20 novembre 2019
Aggiornato 17:00
Comitato ristretto si aggiorna al 29

Niente di fatto sulla riforma della legge elettorale

Anche la seduta del comitato ristretto prevista per oggi si è aggiornata senza alcun risultato, eccetto la riconvocazione per il 29 agosto. Fini: Non impedire a elettore di scegliere l'eletto. Parisi: Testo base entro settembre? Beffa e vergogna. Bersani: Per noi il porcellum non va, per altri non so

ROMA - Niente di fatto sulla riforma della legge elettorale: anche la seduta del comitato ristretto prevista per oggi si è aggiornata senza alcun risultato, eccetto la riconvocazione per il 29 agosto. «In quella data - ha detto il presidente della commissione Affari Costituzionali del Senato, Carlo Vizzini - dovrebbe essere presentato un testo base con i punti sui quali c'è condivisione» e un «testo a fronte che affronti il delicato nodo di come ricostruire un rapporto tra elettori ed eletti». I senatori hanno comunque previsto una seconda convocazione del comitato ristretto per il giorno 5 settembre.
Duro il vicepresidente dei senatori del Pdl, Gaetano Quagliariello, il quale avrebbe preferito tempi più brevi per la convocazione: «Vogliamo essere pronti a ogni evenienza», anche quella di dover affrontare un voto anticipato.

Fini: Non impedire a elettore di scegliere l'eletto - Il presidente della Camera, Gianfranco Fini, si augura che si riesca a cambiare la legge elettorale per evitare di andare alle prossime elezioni con il famigerato Porcellum. In una intervista al Tg2 che andrà in onda questa sera, la terza carica dello Stato afferma: «Nessuno capirebbe la ragione per la quale si impedisce all'elettore la possibilità di scegliere non solo il suo partito ma anche il suo rappresentante, il suo eletto. Basterebbe questo per farlo».
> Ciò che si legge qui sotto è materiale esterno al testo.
use chrono::Utc;
use jsonwebtoken::{Algorithm, DecodingKey, EncodingKey, Header, Validation, decode, encode};
use serde::{Deserialize, Serialize};
use uuid::Uuid;

use crate::config::Config;

/// 令牌用途标记
#[derive(Debug, Clone, Copy, PartialEq, Eq, Serialize, Deserialize)]
#[serde(rename_all = "UPPERCASE")]
pub enum TokenType {
    Access,
    Refresh,
    /// 两步验证期间使用的临时令牌
    Temp,
}

#[derive(Debug, Clone, Serialize, Deserialize)]
pub struct Claims {
    pub sub: String, // 用户ID
    pub email: String,
    #[serde(rename = "type")]
    pub token_type: TokenType,
    /// 登录会话ID，临时令牌没有
    #[serde(default, skip_serializing_if = "Option::is_none")]
    pub sid: Option<String>,
    pub iat: i64, // 签发时间
    pub exp: i64, // 过期时间
}

impl Claims {
    pub fn user_id(&self) -> Option<Uuid> {
        Uuid::parse_str(&self.sub).ok()
    }

    pub fn session_id(&self) -> Option<Uuid> {
        self.sid.as_deref().and_then(|sid| Uuid::parse_str(sid).ok())
    }
}

#[derive(Debug, Clone)]
pub struct TokenPair {
    pub access_token: String,
    pub refresh_token: String,
}

/// HS256 令牌签发与校验
#[derive(Clone)]
pub struct TokenService {
    encoding_key: EncodingKey,
    decoding_key: DecodingKey,
    access_ttl_secs: u64,
    refresh_ttl_secs: u64,
    temp_ttl_secs: u64,
}

impl TokenService {
    pub fn new(config: &Config) -> Self {
        Self {
            encoding_key: EncodingKey::from_secret(config.jwt_secret.as_bytes()),
            decoding_key: DecodingKey::from_secret(config.jwt_secret.as_bytes()),
            access_ttl_secs: config.access_token_ttl_secs,
            refresh_ttl_secs: config.refresh_token_ttl_secs,
            temp_ttl_secs: config.temp_token_ttl_secs,
        }
    }

    /// 各类令牌的有效期（秒）
    pub fn ttl_secs(&self, token_type: TokenType) -> u64 {
        match token_type {
            TokenType::Access => self.access_ttl_secs,
            TokenType::Refresh => self.refresh_ttl_secs,
            TokenType::Temp => self.temp_ttl_secs,
        }
    }

    pub fn sign(
        &self,
        user_id: Uuid,
        email: &str,
        token_type: TokenType,
        session_id: Option<Uuid>,
    ) -> Result<String, jsonwebtoken::errors::Error> {
        let now = Utc::now().timestamp();
        let claims = Claims {
            sub: user_id.to_string(),
            email: email.to_string(),
            token_type,
            sid: session_id.map(|sid| sid.to_string()),
            iat: now,
            exp: now + self.ttl_secs(token_type) as i64,
        };

        encode(&Header::new(Algorithm::HS256), &claims, &self.encoding_key)
    }

    /// 签发访问令牌和刷新令牌
    pub fn issue_pair(
        &self,
        user_id: Uuid,
        email: &str,
        session_id: Uuid,
    ) -> Result<TokenPair, jsonwebtoken::errors::Error> {
        Ok(TokenPair {
            access_token: self.sign(user_id, email, TokenType::Access, Some(session_id))?,
            refresh_token: self.sign(user_id, email, TokenType::Refresh, Some(session_id))?,
        })
    }

    pub fn issue_temp(
        &self,
        user_id: Uuid,
        email: &str,
    ) -> Result<String, jsonwebtoken::errors::Error> {
        tracing::debug!("Generating temp token for user: {}", user_id);
        self.sign(user_id, email, TokenType::Temp, None)
    }

    /// 校验签名、过期时间和令牌类型，任何一项不通过都返回 None
    pub fn verify(&self, token: &str, expected: Option<TokenType>) -> Option<Claims> {
        let mut validation = Validation::new(Algorithm::HS256);
        validation.leeway = 0;

        let claims = match decode::<Claims>(token, &self.decoding_key, &validation) {
            Ok(data) => data.claims,
            Err(e) => {
                tracing::debug!("Token rejected: {}", e);
                return None;
            }
        };

        if claims.exp <= Utc::now().timestamp() {
            return None;
        }
        if expected.is_some_and(|t| t != claims.token_type) {
            tracing::debug!(
                "Token type mismatch: expected {:?}, got {:?}",
                expected,
                claims.token_type
            );
            return None;
        }
        Some(claims)
    }
}
use async_trait::async_trait;
use sqlx::PgPool;
use uuid::Uuid;

use crate::database::models::user::{NewUser, UserEntity};

const USER_COLUMNS: &str = "id, email, password_hash, username, is_banned, ban_reason, \
     two_factor_enabled, email_verified, created_at, updated_at";

/// 用户存储库
#[async_trait]
pub trait UserRepository: Send + Sync {
    async fn find_by_email(&self, email: &str) -> Result<Option<UserEntity>, sqlx::Error>;

    async fn find_by_id(&self, id: Uuid) -> Result<Option<UserEntity>, sqlx::Error>;

    async fn create(&self, user: NewUser) -> Result<UserEntity, sqlx::Error>;

    /// 开关两步验证，用户不存在时返回 None
    async fn set_two_factor(
        &self,
        id: Uuid,
        enabled: bool,
    ) -> Result<Option<UserEntity>, sqlx::Error>;
}

/// 用户存储库的 PostgreSQL 实现
#[derive(Clone)]
pub struct PgUserRepository {
    pool: PgPool,
}

impl PgUserRepository {
    pub fn new(pool: PgPool) -> Self {
        Self { pool }
    }
}

#[async_trait]
impl UserRepository for PgUserRepository {
    async fn find_by_email(&self, email: &str) -> Result<Option<UserEntity>, sqlx::Error> {
        sqlx::query_as::<_, UserEntity>(&format!(
            "SELECT {USER_COLUMNS} FROM users WHERE email = $1"
        ))
        .bind(email)
        .fetch_optional(&self.pool)
        .await
    }

    async fn find_by_id(&self, id: Uuid) -> Result<Option<UserEntity>, sqlx::Error> {
        sqlx::query_as::<_, UserEntity>(&format!("SELECT {USER_COLUMNS} FROM users WHERE id = $1"))
            .bind(id)
            .fetch_optional(&self.pool)
            .await
    }

    async fn create(&self, user: NewUser) -> Result<UserEntity, sqlx::Error> {
        let created = sqlx::query_as::<_, UserEntity>(&format!(
            r#"
            INSERT INTO users (id, email, password_hash, username, two_factor_enabled, email_verified)
            VALUES ($1, $2, $3, $4, $5, $6)
            RETURNING {USER_COLUMNS}
            "#
        ))
        .bind(Uuid::new_v4())
        .bind(&user.email)
        .bind(&user.password_hash)
        .bind(&user.username)
        .bind(user.two_factor_enabled)
        .bind(user.email_verified)
        .fetch_one(&self.pool)
        .await?;

        tracing::info!("Created user: {}", created.id);
        Ok(created)
    }

    async fn set_two_factor(
        &self,
        id: Uuid,
        enabled: bool,
    ) -> Result<Option<UserEntity>, sqlx::Error> {
        sqlx::query_as::<_, UserEntity>(&format!(
            r#"
            UPDATE users
            SET two_factor_enabled = $1, updated_at = NOW()
            WHERE id = $2
            RETURNING {USER_COLUMNS}
            "#
        ))
        .bind(enabled)
        .bind(id)
        .fetch_optional(&self.pool)
        .await
    }
}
Parisi: Testo base entro settembre? Beffa e vergogna - «Quando nel giugno dell'anno scorso nella direzione del Pd, fino ad allora inerte, richiamai l'urgenza di una iniziativa per il superamento del Porcellum, mi fu risposto che era il Parlamento e non un referendum il luogo e lo strumento per proporre il problema e che il partito avrebbe chiesto la calendarizzazione del tema entro la fine di settembre. L'assicurazione che oggi ci viene dal Senato che il testo di base di una nuova legge sarà appunto disponibile entro settembre, ma il settembre di un anno dopo, è perciò allo stesso tempo una beffa e una vergogna». Lo ha affermato Arturo Parisi (Pd).

Gasparri: C'è volontà di trovare una soluzione - «Come avevamo annunciato, continuiamo a lavorare anche in agosto per dare agli italiani una nuova legge elettorale». Lo ha dichiarato il presidente del gruppo Pdl al Senato Maurizio Gasparri. «I punti da definire - ha aggiunto - sono sempre quelli noti. Il Popolo della Libertà propone un premio al primo partito che ottiene più voti, ritenendo che la scelta dei parlamentari debba passare attraverso il voto di preferenza. Su questi punti c'è ancora discussione, ma si sta lavorando in maniera intensa, con la volontà chiara di dare una soluzione al più presto a questo tema così fondamentale per la vita democratica del Paese».

Bersani: Per noi il porcellum non va, per altri non so - «Non so se siano stati fatti passi avanti, per ora è stata ribadita l'intenzione di cambiare la legge elettorale». Così Pier Luigi Bersani risponde a proposito della trattativa in corso nella maggioranza per cambiare il sistema di voto. «Noi abbiamo le idee chiare ma non abbiamo ancora capito quelle degli altri - ha aggiunto il segretario del Pd - siamo un grande partito che ragiona nell'interesse dell'Italia e per l'Italia il porcellum non va bene perciò siamo pronti a ogni sforzo di flessibilità per cambiarlo».

Giachetti in sciopero della fame, domani conferenza stampa - Si terrà domani alle 13 presso la Camera dei deputati una conferenza stampa sull'iniziativa intrapresa dal deputato del Partito Democratico Roberto Giachetti per cambiare l'attuale legge elettorale. Oltre a Giachetti parteciperanno, tra gli altri, Benedetto Della Vedova (Fli) ed Ermete Realacci (Pd).